→ Aim of the exercise
Tally every line of the records below that includes "Receiver", and reply with the total alone.

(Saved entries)
Start of Block

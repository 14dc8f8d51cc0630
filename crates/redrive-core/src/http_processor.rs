//! # HTTP Message Processor
//!
//! Redrives a queued message to the HTTP endpoint named by its queue's
//! [`ConfigurationEntry`].
//!
//! Request construction:
//! - GET: the message content is parsed as a flat JSON object and each
//!   property becomes a query parameter. Content that is not a JSON object
//!   degrades to a parameterless GET and a warning event, it never fails
//!   the message.
//! - DELETE / PUT / POST: the content is sent verbatim as a JSON body.
//! - `x-api-key`, `Authorization` and HTTP Basic credentials are applied
//!   independently, so a request may carry all three.
//! - Message attributes become headers unless the key or value is empty. An
//!   attribute that is not a valid header fails the message.
//!
//! Only 200 and 201 count as delivered. Any other status, including other
//! 2xx codes, fails with [`ProcessingError::HttpStatus`]; transport failures
//! surface as [`ProcessingError::Transport`].

use crate::configuration::ConfigurationEntry;
use crate::error::ProcessingError;
use crate::events::{EventSink, RedriveEvent, TracingEventSink};
use crate::processor::MessageProcessor;
use async_trait::async_trait;
use reqwest::header::{HeaderName, HeaderValue, AUTHORIZATION, CONTENT_TYPE};
use reqwest::{Method, RequestBuilder, StatusCode};
use serde_json::{Map, Value};
use std::collections::HashMap;
use std::sync::{Arc, Mutex, PoisonError};
use std::time::Duration;
use tracing::trace;
use url::Url;

#[cfg(test)]
#[path = "http_processor_tests.rs"]
mod tests;

/// Header carrying the API gateway key
pub const API_KEY_HEADER: &str = "x-api-key";

const JSON_CONTENT_TYPE: &str = "application/json";

/// Check whether a response status counts as a successful redrive
pub fn is_accepted_status(status: StatusCode) -> bool {
    status == StatusCode::OK || status == StatusCode::CREATED
}

/// Client options that require a distinct `reqwest::Client`
#[derive(Debug, Clone, Copy, PartialEq, Eq, Hash)]
struct ClientSettings {
    ignore_certificate_errors: bool,
    timeout: Option<Duration>,
}

impl From<&ConfigurationEntry> for ClientSettings {
    fn from(configuration: &ConfigurationEntry) -> Self {
        Self {
            ignore_certificate_errors: configuration.ignore_certificate_errors,
            timeout: configuration.timeout,
        }
    }
}

/// [`MessageProcessor`] that dispatches messages as HTTP requests
pub struct HttpMessageProcessor {
    clients: Mutex<HashMap<ClientSettings, reqwest::Client>>,
    events: Arc<dyn EventSink>,
}

impl HttpMessageProcessor {
    pub fn new() -> Self {
        Self::with_event_sink(Arc::new(TracingEventSink))
    }

    pub fn with_event_sink(events: Arc<dyn EventSink>) -> Self {
        Self {
            clients: Mutex::new(HashMap::new()),
            events,
        }
    }

    /// Build the outbound request for a message without sending it
    pub fn build_request(
        &self,
        content: &str,
        attributes: &HashMap<String, String>,
        configuration: &ConfigurationEntry,
    ) -> Result<reqwest::Request, ProcessingError> {
        let (_, request) = self.prepare(content, attributes, configuration)?;
        Ok(request)
    }

    fn prepare(
        &self,
        content: &str,
        attributes: &HashMap<String, String>,
        configuration: &ConfigurationEntry,
    ) -> Result<(reqwest::Client, reqwest::Request), ProcessingError> {
        trace!(url = %configuration.redrive_url, "Preparing request");

        let url =
            Url::parse(&configuration.redrive_url).map_err(|e| ProcessingError::InvalidUrl {
                url: configuration.redrive_url.clone(),
                message: e.to_string(),
            })?;

        let client = self.client_for(configuration)?;

        let builder = self.create_request(&client, content, url, configuration);
        let builder = add_authentication(builder, configuration);
        let builder = add_attributes(builder, attributes)?;

        let request = builder
            .build()
            .map_err(|e| ProcessingError::InvalidRequest {
                message: e.to_string(),
            })?;

        Ok((client, request))
    }

    fn create_request(
        &self,
        client: &reqwest::Client,
        content: &str,
        url: Url,
        configuration: &ConfigurationEntry,
    ) -> RequestBuilder {
        let method = configuration.http_method();

        if method == Method::GET {
            let parameters = self.query_parameters(content, configuration);
            let builder = client.get(url);
            if parameters.is_empty() {
                builder
            } else {
                builder.query(&parameters)
            }
        } else {
            client
                .request(method, url)
                .header(CONTENT_TYPE, JSON_CONTENT_TYPE)
                .body(content.to_string())
        }
    }

    /// Flatten a JSON object into query parameters.
    ///
    /// Strings are forwarded unquoted; other values use their JSON text.
    fn query_parameters(
        &self,
        content: &str,
        configuration: &ConfigurationEntry,
    ) -> Vec<(String, String)> {
        match serde_json::from_str::<Map<String, Value>>(content) {
            Ok(object) => object
                .into_iter()
                .map(|(name, value)| {
                    let value = match value {
                        Value::String(s) => s,
                        other => other.to_string(),
                    };
                    (name, value)
                })
                .collect(),
            Err(e) => {
                self.events.record(RedriveEvent::MalformedGetContent {
                    url: configuration.redrive_url.clone(),
                    content: content.to_string(),
                    error: e.to_string(),
                });
                Vec::new()
            }
        }
    }

    fn client_for(
        &self,
        configuration: &ConfigurationEntry,
    ) -> Result<reqwest::Client, ProcessingError> {
        let settings = ClientSettings::from(configuration);

        let mut clients = self.clients.lock().unwrap_or_else(PoisonError::into_inner);
        if let Some(client) = clients.get(&settings) {
            return Ok(client.clone());
        }

        let mut builder = reqwest::Client::builder();
        if settings.ignore_certificate_errors {
            builder = builder.danger_accept_invalid_certs(true);
        }
        if let Some(timeout) = settings.timeout {
            builder = builder.timeout(timeout);
        }

        let client = builder.build().map_err(|e| ProcessingError::ClientBuild {
            message: e.to_string(),
        })?;

        clients.insert(settings, client.clone());
        Ok(client)
    }
}

impl Default for HttpMessageProcessor {
    fn default() -> Self {
        Self::new()
    }
}

#[async_trait]
impl MessageProcessor for HttpMessageProcessor {
    async fn process_message(
        &self,
        content: &str,
        attributes: &HashMap<String, String>,
        configuration: &ConfigurationEntry,
    ) -> Result<(), ProcessingError> {
        let (client, request) = self.prepare(content, attributes, configuration)?;

        trace!(url = %configuration.redrive_url, method = %request.method(), "Sending request");
        let response = client.execute(request).await.map_err(|e| {
            trace!(url = %configuration.redrive_url, error = %e, "Request failed");
            ProcessingError::Transport(e)
        })?;

        let status = response.status();
        if is_accepted_status(status) {
            trace!(url = %configuration.redrive_url, status = status.as_u16(), "Request successful");
            return Ok(());
        }

        let body = response.text().await.unwrap_or_default();
        trace!(
            url = %configuration.redrive_url,
            status = status.as_u16(),
            "Request rejected by endpoint"
        );

        Err(ProcessingError::HttpStatus {
            status: status.as_u16(),
            body,
        })
    }
}

fn add_authentication(
    mut builder: RequestBuilder,
    configuration: &ConfigurationEntry,
) -> RequestBuilder {
    if let Some(token) = configuration.aws_gateway_token() {
        builder = builder.header(API_KEY_HEADER, token);
    }

    if let Some(token) = configuration.auth_token() {
        builder = builder.header(AUTHORIZATION, token);
    }

    if let Some((user, password)) = configuration.basic_auth() {
        builder = builder.basic_auth(user, Some(password));
    }

    builder
}

fn add_attributes(
    mut builder: RequestBuilder,
    attributes: &HashMap<String, String>,
) -> Result<RequestBuilder, ProcessingError> {
    for (key, value) in attributes {
        if key.is_empty() || value.is_empty() {
            continue;
        }

        let invalid = |reason: String| ProcessingError::InvalidRequest {
            message: format!("attribute '{}' is not a valid header: {}", key, reason),
        };
        let name = HeaderName::from_bytes(key.as_bytes()).map_err(|e| invalid(e.to_string()))?;
        let value = HeaderValue::from_str(value).map_err(|e| invalid(e.to_string()))?;

        builder = builder.header(name, value);
    }

    Ok(builder)
}
//! # Queue Processor
//!
//! Owns the long-running redrive loop for one queue.
//!
//! The worker pulls one message at a time from its [`QueueClient`], hands it
//! to the [`MessageProcessor`], and deletes it afterwards whether processing
//! succeeded or not. Processing failures are counted and reported but never
//! leave the loop; deletion failures are reported loudly because the message
//! stays in the queue and will likely be processed again.
//!
//! Lifecycle is `Idle -> Running -> Idle`. Starting a running processor and
//! stopping an idle one are no-ops. Cancellation is cooperative: the worker
//! checks the stop signal once per iteration, so an in-flight request is
//! allowed to finish. `stop` waits for a grace period (30 seconds by
//! default) and then aborts the worker.

use crate::client::QueueClient;
use crate::configuration::ConfigurationEntry;
use crate::error::ProcessingError;
use crate::events::{EventSink, RedriveEvent, TracingEventSink};
use crate::message::Message;
use crate::processor::MessageProcessor;
use futures::FutureExt;
use serde::{Deserialize, Serialize};
use std::panic::AssertUnwindSafe;
use std::sync::{Arc, Mutex as StdMutex, PoisonError};
use std::time::Duration;
use tokio::sync::{watch, Mutex};
use tokio::task::JoinHandle;

#[cfg(test)]
#[path = "queue_processor_tests.rs"]
mod tests;

/// Default time `stop` waits for the worker before aborting it
pub const DEFAULT_SHUTDOWN_GRACE: Duration = Duration::from_secs(30);

/// Pause after a failed receive so a broken transport cannot spin the loop
pub const RECEIVE_ERROR_DELAY: Duration = Duration::from_secs(1);

/// Running totals for one worker lifetime
#[derive(Debug, Default, Clone, Copy, PartialEq, Eq, Serialize, Deserialize)]
pub struct ProcessorStats {
    pub received: u64,
    pub sent: u64,
    pub failed: u64,
}

/// Redrive loop for a single queue
pub struct QueueProcessor {
    context: Arc<WorkerContext>,
    shutdown_grace: Duration,
    worker: Mutex<Option<Worker>>,
    stats: StdMutex<watch::Receiver<ProcessorStats>>,
}

/// Everything the worker needs, shared read-only with the processor
#[derive(Clone)]
struct WorkerContext {
    queue_client: Arc<dyn QueueClient>,
    message_processor: Arc<dyn MessageProcessor>,
    configuration: ConfigurationEntry,
    events: Arc<dyn EventSink>,
    receive_error_delay: Duration,
}

/// Handle to a running worker
struct Worker {
    shutdown: watch::Sender<bool>,
    handle: JoinHandle<()>,
}

impl QueueProcessor {
    /// Wire a processor for one queue. The processor starts idle.
    pub fn new(
        queue_client: Arc<dyn QueueClient>,
        message_processor: Arc<dyn MessageProcessor>,
        configuration: ConfigurationEntry,
    ) -> Self {
        let (_, stats) = watch::channel(ProcessorStats::default());

        Self {
            context: Arc::new(WorkerContext {
                queue_client,
                message_processor,
                configuration,
                events: Arc::new(TracingEventSink),
                receive_error_delay: RECEIVE_ERROR_DELAY,
            }),
            shutdown_grace: DEFAULT_SHUTDOWN_GRACE,
            worker: Mutex::new(None),
            stats: StdMutex::new(stats),
        }
    }

    /// Report lifecycle and message events to `events` instead of `tracing`
    pub fn with_event_sink(mut self, events: Arc<dyn EventSink>) -> Self {
        self.update_context(|context| context.events = events);
        self
    }

    pub fn with_shutdown_grace(mut self, grace: Duration) -> Self {
        self.shutdown_grace = grace;
        self
    }

    pub fn with_receive_error_delay(mut self, delay: Duration) -> Self {
        self.update_context(|context| context.receive_error_delay = delay);
        self
    }

    // A running worker keeps the context it was started with; the update
    // applies to lifecycle events from here on and to the next worker.
    fn update_context(&mut self, update: impl FnOnce(&mut WorkerContext)) {
        update(Arc::make_mut(&mut self.context));
    }

    pub fn configuration(&self) -> &ConfigurationEntry {
        &self.context.configuration
    }

    pub fn alias(&self) -> &str {
        &self.context.configuration.alias
    }

    pub async fn is_running(&self) -> bool {
        self.worker.lock().await.is_some()
    }

    /// Totals of the current worker, or of the last one after a stop
    pub fn stats(&self) -> ProcessorStats {
        let stats = self.stats.lock().unwrap_or_else(PoisonError::into_inner);
        let snapshot = *stats.borrow();
        snapshot
    }

    /// Spawn the worker. Does nothing if it is already running.
    pub async fn start(&self) {
        let mut worker = self.worker.lock().await;

        if worker.is_some() {
            self.context.events.record(RedriveEvent::ProcessorAlreadyRunning {
                alias: self.alias().to_string(),
            });
            return;
        }

        let (shutdown_tx, shutdown_rx) = watch::channel(false);
        let (stats_tx, stats_rx) = watch::channel(ProcessorStats::default());

        let context = Arc::clone(&self.context);
        let handle = tokio::spawn(async move {
            context.run(shutdown_rx, stats_tx).await;
        });

        *self.stats.lock().unwrap_or_else(PoisonError::into_inner) = stats_rx;
        *worker = Some(Worker {
            shutdown: shutdown_tx,
            handle,
        });

        self.context.events.record(RedriveEvent::ProcessorStarted {
            alias: self.alias().to_string(),
        });
    }

    /// Signal the worker to stop and wait for it.
    ///
    /// Does nothing if no worker is running. If the worker does not exit
    /// within the grace period it is aborted and the stop is reported as
    /// not graceful; the processor is idle afterwards either way.
    pub async fn stop(&self) {
        let mut worker = self.worker.lock().await;

        let Some(running) = worker.take() else {
            self.context.events.record(RedriveEvent::ProcessorAlreadyStopped {
                alias: self.alias().to_string(),
            });
            return;
        };

        let Worker {
            shutdown,
            mut handle,
        } = running;

        // The worker may already have exited; a closed channel is fine.
        let _ = shutdown.send(true);

        let graceful = match tokio::time::timeout(self.shutdown_grace, &mut handle).await {
            Ok(Ok(())) => true,
            Ok(Err(_)) => false,
            Err(_) => {
                handle.abort();
                false
            }
        };

        self.context.events.record(RedriveEvent::ProcessorStopped {
            alias: self.alias().to_string(),
            graceful,
        });
    }
}

impl WorkerContext {
    fn alias(&self) -> String {
        self.configuration.alias.clone()
    }

    async fn run(
        &self,
        mut shutdown: watch::Receiver<bool>,
        stats_tx: watch::Sender<ProcessorStats>,
    ) {
        let mut stats = ProcessorStats::default();

        while !is_cancelled(&shutdown) {
            let message = match self.queue_client.get_message().await {
                Ok(Some(message)) => message,
                Ok(None) => {
                    tokio::task::yield_now().await;
                    continue;
                }
                Err(e) => {
                    self.events.record(RedriveEvent::ReceiveFailed {
                        alias: self.alias(),
                        error: e.to_string(),
                    });
                    tokio::select! {
                        _ = tokio::time::sleep(self.receive_error_delay) => {}
                        _ = shutdown.changed() => {}
                    }
                    continue;
                }
            };

            stats.received += 1;
            stats_tx.send_replace(stats);

            self.events.record(RedriveEvent::MessageReceived {
                alias: self.alias(),
                message_id: message.id.to_string(),
                content: message.content.clone(),
            });

            match self.process(&message).await {
                Ok(()) => {
                    stats.sent += 1;
                    self.events.record(RedriveEvent::MessageProcessed {
                        alias: self.alias(),
                        message_id: message.id.to_string(),
                    });
                }
                Err(e) => {
                    stats.failed += 1;
                    self.events.record(RedriveEvent::MessageFailed {
                        alias: self.alias(),
                        message_id: message.id.to_string(),
                        error: e.to_string(),
                        content: message.content.clone(),
                    });
                }
            }

            stats_tx.send_replace(stats);
            self.events.record(RedriveEvent::Totals {
                alias: self.alias(),
                stats,
            });

            self.delete(&message).await;
        }
    }

    /// Run the message processor, turning a panic into a failure
    async fn process(&self, message: &Message) -> Result<(), ProcessingError> {
        let processing = self.message_processor.process_message(
            &message.content,
            &message.attributes,
            &self.configuration,
        );

        match AssertUnwindSafe(processing).catch_unwind().await {
            Ok(result) => result,
            Err(panic) => Err(ProcessingError::Panicked {
                message: panic_message(panic.as_ref()),
            }),
        }
    }

    async fn delete(&self, message: &Message) {
        match self.queue_client.delete_message(message).await {
            Ok(()) => self.events.record(RedriveEvent::MessageDeleted {
                alias: self.alias(),
                message_id: message.id.to_string(),
            }),
            Err(e) => self.events.record(RedriveEvent::DeleteFailed {
                alias: self.alias(),
                message_id: message.id.to_string(),
                error: e.to_string(),
            }),
        }
    }
}

/// Stop was requested, or the processor was dropped
fn is_cancelled(shutdown: &watch::Receiver<bool>) -> bool {
    *shutdown.borrow() || shutdown.has_changed().is_err()
}

fn panic_message(panic: &(dyn std::any::Any + Send)) -> String {
    if let Some(message) = panic.downcast_ref::<&str>() {
        (*message).to_string()
    } else if let Some(message) = panic.downcast_ref::<String>() {
        message.clone()
    } else {
        "unknown panic".to_string()
    }
}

End of Block

→ Finished task
3